The title page of most books appears within the front matter at the beginning, preceding the story. Instead, Mr. Cole began the trajectory of this tale on the endpapers and fills the first ten pages with a visual prologue. Using pen and ink and a single color – a burnt ochre like that of a brown paper bag – Mr. Cole shows the selection of a particular forest tree. It is cut, transported and ground into sawdust. A paper mill converts the pulverized tree into paper which is trimmed and folded into Hart Felt paper bags.

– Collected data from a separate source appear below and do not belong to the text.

use primitive_types::U256;

use crate::error::{ExitError, ExitException};

fn checked_fold<F>(values: &[U256], f: F) -> Result<U256, ExitError>
where
	F: Fn(U256, U256) -> Result<U256, ExitError>,
{
	let (first, rest) = match values.split_first() {
		Some(split) => split,
		None => return Ok(U256::zero()),
	};
	rest.iter().try_fold(*first, |acc, v| f(acc, *v))
}

fn overflow(v: Option<U256>) -> Result<U256, ExitError> {
	v.ok_or(ExitException::ArithmeticOverflow.into())
}

fn by_zero(v: Option<U256>) -> Result<U256, ExitError> {
	v.ok_or(ExitException::DivisionByZero.into())
}

pub fn add(values: &[U256]) -> Result<U256, ExitError> {
	checked_fold(values, |a, b| overflow(a.checked_add(b)))
}

pub fn sub(values: &[U256]) -> Result<U256, ExitError> {
	checked_fold(values, |a, b| overflow(a.checked_sub(b)))
}

pub fn mul(values: &[U256]) -> Result<U256, ExitError> {
	checked_fold(values, |a, b| overflow(a.checked_mul(b)))
}

pub fn div(values: &[U256]) -> Result<U256, ExitError> {
	checked_fold(values, |a, b| by_zero(a.checked_div(b)))
}

pub fn rem(values: &[U256]) -> Result<U256, ExitError> {
	checked_fold(values, |a, b| by_zero(a.checked_rem(b)))
}

pub fn exp(values: &[U256]) -> Result<U256, ExitError> {
	checked_fold(values, |a, b| overflow(a.checked_pow(b)))
}

pub fn min(values: &[U256]) -> Result<U256, ExitError> {
	checked_fold(values, |a, b| Ok(a.min(b)))
}

pub fn max(values: &[U256]) -> Result<U256, ExitError> {
	checked_fold(values, |a, b| Ok(a.max(b)))
}

pub fn saturating_add(values: &[U256]) -> Result<U256, ExitError> {
	checked_fold(values, |a, b| Ok(a.saturating_add(b)))
}

pub fn saturating_sub(values: &[U256]) -> Result<U256, ExitError> {
	checked_fold(values, |a, b| Ok(a.saturating_sub(b)))
}

pub fn saturating_mul(values: &[U256]) -> Result<U256, ExitError> {
	checked_fold(values, |a, b| Ok(a.saturating_mul(b)))
}

pub fn hash(values: &[U256]) -> Result<U256, ExitError> {
	Ok(crate::utils::keccak_words(values))
}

A young boy and his dad stand at the checkout of a market where the clerk packs their groceries into two big paper bags and one small one. This finely detailed black and white double-page spread shows a man delivering cartons of Hart Felt bags near several shoppers. In the foreground is a puppy in a box labelled “free puppy,” making me wonder whether this is the same dog we see later. Fruit and vegetable prices and the market’s ambience indicate the scene is from some years ago. The only colored item is the smaller brown paper bag, whose origin we know.

The title page arrives. The boy and his dad head home where we see that Dad makes the boy’s lunch on the first day of school and draws a heart on the little bag. The boy, at first alone in the cafeteria, begins to make friends during lunch. There is more story.

Then a spread that brilliantly shows the passing of time in a series of vignettes illustrates that the boy and his puppy are maturing. The topmost image crosses the gutter and shows the boy chasing the bag. It is a wonderful metaphor for the advance of time. And the paired images below show the boy needing to stand on boxes, then being tall enough to simply lean over the hood, as he works on a car with his dad.   The small paper bag with the heart on it is always useful nearby.

At college the boy meets a girl who like him plays guitar and likes to bike. She draws a second red heart on the bag.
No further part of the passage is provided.